(PROBLEM REQUIREMENTS) An identical copy of the records below is the expected result.
=== Section Start ===
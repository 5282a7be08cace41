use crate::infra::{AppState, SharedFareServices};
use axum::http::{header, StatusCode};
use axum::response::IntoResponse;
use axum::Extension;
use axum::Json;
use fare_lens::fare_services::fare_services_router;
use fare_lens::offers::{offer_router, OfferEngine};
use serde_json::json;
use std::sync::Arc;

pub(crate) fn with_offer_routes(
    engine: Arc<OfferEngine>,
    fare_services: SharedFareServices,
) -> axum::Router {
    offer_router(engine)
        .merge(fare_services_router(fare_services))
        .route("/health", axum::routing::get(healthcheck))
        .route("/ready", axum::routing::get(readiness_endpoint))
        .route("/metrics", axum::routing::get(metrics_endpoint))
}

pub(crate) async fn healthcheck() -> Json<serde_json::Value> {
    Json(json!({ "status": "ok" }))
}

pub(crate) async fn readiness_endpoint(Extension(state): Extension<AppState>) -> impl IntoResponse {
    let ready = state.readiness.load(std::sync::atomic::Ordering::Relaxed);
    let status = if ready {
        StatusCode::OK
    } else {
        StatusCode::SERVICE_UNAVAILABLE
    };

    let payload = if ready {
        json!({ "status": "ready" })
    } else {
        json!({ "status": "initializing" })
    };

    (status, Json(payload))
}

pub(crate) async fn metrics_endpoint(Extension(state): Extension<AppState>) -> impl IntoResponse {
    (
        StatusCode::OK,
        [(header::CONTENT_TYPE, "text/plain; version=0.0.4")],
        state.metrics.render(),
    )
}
=== Section End ===
(REPLY TO THE EXERCISE)
repository 5282a7be08cace41
use crate::infra::{AppState, SharedFareServices};
use axum::http::{header, StatusCode};
use axum::response::IntoResponse;
use axum::Extension;
use axum::Json;
use fare_lens::fare_services::fare_services_router;
use fare_lens::offers::{offer_router, OfferEngine};
use serde_json::json;
use std::sync::Arc;

pub(crate) fn with_offer_routes(
    engine: Arc<OfferEngine>,
    fare_services: SharedFareServices,
) -> axum::Router {
    offer_router(engine)
        .merge(fare_services_router(fare_services))
        .route("/health", axum::routing::get(healthcheck))
        .route("/ready", axum::routing::get(readiness_endpoint))
        .route("/metrics", axum::routing::get(metrics_endpoint))
}

pub(crate) async fn healthcheck() -> Json<serde_json::Value> {
    Json(json!({ "status": "ok" }))
}

pub(crate) async fn readiness_endpoint(Extension(state): Extension<AppState>) -> impl IntoResponse {
    let ready = state.readiness.load(std::sync::atomic::Ordering::Relaxed);
    let status = if ready {
        StatusCode::OK
    } else {
        StatusCode::SERVICE_UNAVAILABLE
    };

    let payload = if ready {
        json!({ "status": "ready" })
    } else {
        json!({ "status": "initializing" })
    };

    (status, Json(payload))
}

pub(crate) async fn metrics_endpoint(Extension(state): Extension<AppState>) -> impl IntoResponse {
    (
        StatusCode::OK,
        [(header::CONTENT_TYPE, "text/plain; version=0.0.4")],
        state.metrics.render(),
    )
}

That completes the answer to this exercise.